Commentary From Selwyn Duke on American Thinker.com (Aug. 8):
To use a twist on an Archbishop Fulton J. Sheen line, millions of people hate what they think Christianity is. Far fewer people hate what Christianity actually is.
Bringing this to mind, again, is a comment I recently came across from an avowedly "non-religious" mother who was upset that her seven-year-old's Mormon best friend wouldn't stop talking to him about Bible stories and Jesus. "I don't want him to be religious, honestly," the woman wrote to an advice columnist in April. "I want him to learn that you should be a good person and do the right thing because it's the right thing to do, not because God will punish you if you don't."
This is a common atheist lament, one sometimes expressed even by Christianity's more intellectual critics, such as the late essayist Christopher Hitchens and biologist Richard Dawkins.
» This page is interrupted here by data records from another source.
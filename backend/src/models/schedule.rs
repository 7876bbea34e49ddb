//! Schedule result types returned by the solver.
//!
//! The solver owns these records. The workspace only reads them, so every
//! field the solver sends that is not modelled here is kept in `extra` and
//! written back out untouched (sessions and pinned re-solves send the whole
//! result back).

use serde::{Deserialize, Serialize};
use serde_json::{Map, Value};
use std::collections::BTreeMap;

/// Number of month blocks in one academic year.
pub const MONTH_BLOCKS: u32 = 12;

/// Calendar labels for month blocks 1..=12 (the academic year starts in July).
pub const MONTH_LABELS: [&str; 12] = [
    "Jul", "Aug", "Sep", "Oct", "Nov", "Dec", "Jan", "Feb", "Mar", "Apr", "May", "Jun",
];

/// A complete schedule as produced by one solve.
#[derive(Debug, Clone, PartialEq, Serialize, Deserialize)]
pub struct ScheduleResult {
    pub success: bool,
    #[serde(default)]
    pub residents: Vec<Resident>,
    #[serde(default)]
    pub resident_history: Vec<HistoryEntry>,
    #[serde(default, skip_serializing_if = "Value::is_null")]
    pub statistics: Value,
    /// Solver fields this layer does not interpret (scores, postings, weightages, ...).
    #[serde(flatten)]
    pub extra: Map<String, Value>,
}

impl ScheduleResult {
    /// Whether this result may become the active schedule.
    pub fn is_adoptable(&self) -> bool {
        self.success && !self.residents.is_empty()
    }

    /// Human readable reason for refusing a result, matching what the user sees.
    pub fn rejection_reason(&self) -> String {
        format!(
            "Server returned success={}, residents count={}",
            self.success,
            self.residents.len()
        )
    }

    pub fn resident(&self, mcr: &str) -> Option<&Resident> {
        self.residents.iter().find(|r| r.mcr == mcr)
    }

    pub fn contains_resident(&self, mcr: &str) -> bool {
        self.resident(mcr).is_some()
    }

    /// Current-year posting assignment of one resident, keyed by month block.
    pub fn assignments_for(&self, mcr: &str) -> BTreeMap<u32, String> {
        self.resident_history
            .iter()
            .filter(|row| row.is_current_year() && row.mcr() == mcr)
            .filter_map(|row| {
                let code = row.posting_code().trim();
                let block = row.month_block()?;
                (!code.is_empty()).then(|| (block, code.to_string()))
            })
            .collect()
    }

    /// Per-resident optimisation scores, when the solver reported them.
    pub fn optimisation_scores(&self) -> Option<&Vec<Value>> {
        self.extra.get("optimisation_scores").and_then(Value::as_array)
    }
}

/// One resident of the cohort.
#[derive(Debug, Clone, PartialEq, Serialize, Deserialize)]
pub struct Resident {
    pub mcr: String,
    #[serde(default)]
    pub name: String,
    pub resident_year: u8,
    #[serde(flatten)]
    pub extra: Map<String, Value>,
}

impl Resident {
    /// Posting code of the resident's CCR run, if any.
    pub fn ccr_posting_code(&self) -> Option<&str> {
        self.extra
            .get("ccr_status")
            .and_then(|status| status.get("posting_code"))
            .and_then(Value::as_str)
    }
}

/// One row of a resident's posting history.
///
/// Rows are kept exactly as the solver sent them, nulls and unknown keys
/// included; the accessors read the handful of fields the workspace needs and
/// treat a missing or null value as empty.
#[derive(Debug, Clone, Default, PartialEq, Serialize, Deserialize)]
#[serde(transparent)]
pub struct HistoryEntry {
    fields: Map<String, Value>,
}

impl HistoryEntry {
    pub fn from_fields(fields: Map<String, Value>) -> Self {
        Self { fields }
    }

    pub fn fields(&self) -> &Map<String, Value> {
        &self.fields
    }

    pub fn get(&self, key: &str) -> Option<&Value> {
        self.fields.get(key).filter(|v| !v.is_null())
    }

    pub fn mcr(&self) -> &str {
        self.str_field("mcr")
    }

    pub fn month_block(&self) -> Option<u32> {
        self.get("month_block")
            .and_then(Value::as_u64)
            .and_then(|b| u32::try_from(b).ok())
    }

    pub fn posting_code(&self) -> &str {
        self.str_field("posting_code")
    }

    pub fn is_current_year(&self) -> bool {
        self.bool_field("is_current_year")
    }

    pub fn is_leave(&self) -> bool {
        self.bool_field("is_leave")
    }

    pub fn leave_type(&self) -> &str {
        self.str_field("leave_type")
    }

    fn str_field(&self, key: &str) -> &str {
        self.get(key).and_then(Value::as_str).unwrap_or("")
    }

    fn bool_field(&self, key: &str) -> bool {
        self.get(key).and_then(Value::as_bool).unwrap_or(false)
    }
}
//! Raw solver inputs chosen by the user.

use serde::{Deserialize, Serialize};
use std::collections::BTreeMap;
use std::fmt;
use std::path::Path;

use crate::error::{WorkspaceError, WorkspaceResult};

/// One of the six named input files.
///
/// The declaration order is the order slots appear in a solve request.
#[derive(Debug, Clone, Copy, PartialEq, Eq, PartialOrd, Ord, Hash, Serialize, Deserialize)]
#[serde(rename_all = "snake_case")]
pub enum UploadSlot {
    Residents,
    ResidentHistory,
    ResidentPreferences,
    ResidentSrPreferences,
    Postings,
    ResidentLeaves,
}

impl UploadSlot {
    pub const ALL: [UploadSlot; 6] = [
        UploadSlot::Residents,
        UploadSlot::ResidentHistory,
        UploadSlot::ResidentPreferences,
        UploadSlot::ResidentSrPreferences,
        UploadSlot::Postings,
        UploadSlot::ResidentLeaves,
    ];

    /// Slots that must be present before the first solve of a workspace.
    pub const REQUIRED_FOR_FIRST_SOLVE: [UploadSlot; 5] = [
        UploadSlot::Residents,
        UploadSlot::ResidentPreferences,
        UploadSlot::ResidentSrPreferences,
        UploadSlot::ResidentHistory,
        UploadSlot::Postings,
    ];

    /// Multipart field name.
    pub fn field_name(self) -> &'static str {
        match self {
            UploadSlot::Residents => "residents",
            UploadSlot::ResidentHistory => "resident_history",
            UploadSlot::ResidentPreferences => "resident_preferences",
            UploadSlot::ResidentSrPreferences => "resident_sr_preferences",
            UploadSlot::Postings => "postings",
            UploadSlot::ResidentLeaves => "resident_leaves",
        }
    }
}

impl fmt::Display for UploadSlot {
    fn fmt(&self, f: &mut fmt::Formatter<'_>) -> fmt::Result {
        f.write_str(self.field_name())
    }
}

/// A chosen CSV file.
#[derive(Debug, Clone, PartialEq, Eq)]
pub struct UploadFile {
    pub file_name: String,
    pub bytes: Vec<u8>,
}

impl UploadFile {
    /// Create an upload, rejecting anything that is not named `*.csv`.
    pub fn csv(file_name: impl Into<String>, bytes: impl Into<Vec<u8>>) -> WorkspaceResult<Self> {
        let file_name = file_name.into();
        let is_csv = Path::new(&file_name)
            .extension()
            .map(|ext| ext.eq_ignore_ascii_case("csv"))
            .unwrap_or(false);
        if !is_csv {
            return Err(WorkspaceError::validation(format!(
                "Please upload a CSV file (got '{}')",
                file_name
            )));
        }
        Ok(Self {
            file_name,
            bytes: bytes.into(),
        })
    }

    /// Read a CSV file from disk.
    pub fn read(path: impl AsRef<Path>) -> WorkspaceResult<Self> {
        let path = path.as_ref();
        let file_name = path
            .file_name()
            .map(|n| n.to_string_lossy().into_owned())
            .unwrap_or_default();
        let bytes = std::fs::read(path)?;
        Self::csv(file_name, bytes)
    }
}

/// The six optional input files.
#[derive(Debug, Clone, Default, PartialEq, Eq)]
pub struct UploadBundle {
    files: BTreeMap<UploadSlot, UploadFile>,
}

impl UploadBundle {
    pub fn new() -> Self {
        Self::default()
    }

    pub fn with(mut self, slot: UploadSlot, file: UploadFile) -> Self {
        self.set(slot, file);
        self
    }

    /// Set a slot, returning the file it replaced.
    pub fn set(&mut self, slot: UploadSlot, file: UploadFile) -> Option<UploadFile> {
        self.files.insert(slot, file)
    }

    pub fn remove(&mut self, slot: UploadSlot) -> Option<UploadFile> {
        self.files.remove(&slot)
    }

    pub fn get(&self, slot: UploadSlot) -> Option<&UploadFile> {
        self.files.get(&slot)
    }

    pub fn contains(&self, slot: UploadSlot) -> bool {
        self.files.contains_key(&slot)
    }

    pub fn is_empty(&self) -> bool {
        self.files.is_empty()
    }

    /// Present slots in request order.
    pub fn iter(&self) -> impl Iterator<Item = (UploadSlot, &UploadFile)> {
        self.files.iter().map(|(slot, file)| (*slot, file))
    }

    /// Required slots that are still missing for a first solve.
    pub fn missing_for_first_solve(&self) -> Vec<UploadSlot> {
        UploadSlot::REQUIRED_FOR_FIRST_SOLVE
            .iter()
            .copied()
            .filter(|slot| !self.contains(*slot))
            .collect()
    }

    /// Check that a solve may start.
    ///
    /// A re-solve of an existing result has no requirements because the prior
    /// result stands in for missing raw inputs.
    pub fn ensure_solvable(&self, has_prior_result: bool) -> WorkspaceResult<()> {
        if has_prior_result {
            return Ok(());
        }
        let missing = self.missing_for_first_solve();
        if missing.is_empty() {
            return Ok(());
        }
        let names: Vec<&str> = missing.iter().map(|s| s.field_name()).collect();
        Err(WorkspaceError::validation(format!(
            "Missing required input files: {}",
            names.join(", ")
        )))
    }
}

#[cfg(test)]
mod tests {
    use super::*;

    fn file(name: &str) -> UploadFile {
        UploadFile::csv(name, b"a,b\n1,2\n".to_vec()).unwrap()
    }

    #[test]
    fn test_csv_extension_required() {
        assert!(UploadFile::csv("residents.CSV", Vec::new()).is_ok());
        let err = UploadFile::csv("residents.xlsx", Vec::new()).unwrap_err();
        assert!(matches!(err, WorkspaceError::Validation(_)));
        assert!(UploadFile::csv("residents", Vec::new()).is_err());
    }

    #[test]
    fn test_iteration_follows_slot_order() {
        let bundle = UploadBundle::new()
            .with(UploadSlot::ResidentLeaves, file("leave.csv"))
            .with(UploadSlot::Residents, file("residents.csv"))
            .with(UploadSlot::Postings, file("postings.csv"));
        let slots: Vec<UploadSlot> = bundle.iter().map(|(s, _)| s).collect();
        assert_eq!(
            slots,
            vec![UploadSlot::Residents, UploadSlot::Postings, UploadSlot::ResidentLeaves]
        );
    }

    #[test]
    fn test_first_solve_requirements() {
        let mut bundle = UploadBundle::new();
        for slot in UploadSlot::REQUIRED_FOR_FIRST_SOLVE {
            assert!(bundle.ensure_solvable(false).is_err());
            bundle.set(slot, file("x.csv"));
        }
        assert!(bundle.ensure_solvable(false).is_ok());
        assert!(!bundle.contains(UploadSlot::ResidentLeaves));
    }

    #[test]
    fn test_resolve_has_no_requirements() {
        let bundle = UploadBundle::new();
        assert!(bundle.ensure_solvable(true).is_ok());
        let err = bundle.ensure_solvable(false).unwrap_err();
        assert!(err.to_string().contains("residents, resident_preferences"));
    }
}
Yet it reflects a comic-book understanding of faith.
Here's reality: religious parents want their children to be good people, too (of course!), "and do the right thing because it's the right thing to do." They know that motivation by love of God is the ideal. But the wise among them understand something else as well: fear of God is also necessary.
In fact, something corresponding to the love of God/fear of God model is reflected where many would least expect it: in psychology's prescriptions. Famed psychologist Erik Erikson, by way of his well known "Stages of Psychosocial Development," informed that when a child is in a certain early developmental stage, he understands that something is wrong only if he gets punished for it.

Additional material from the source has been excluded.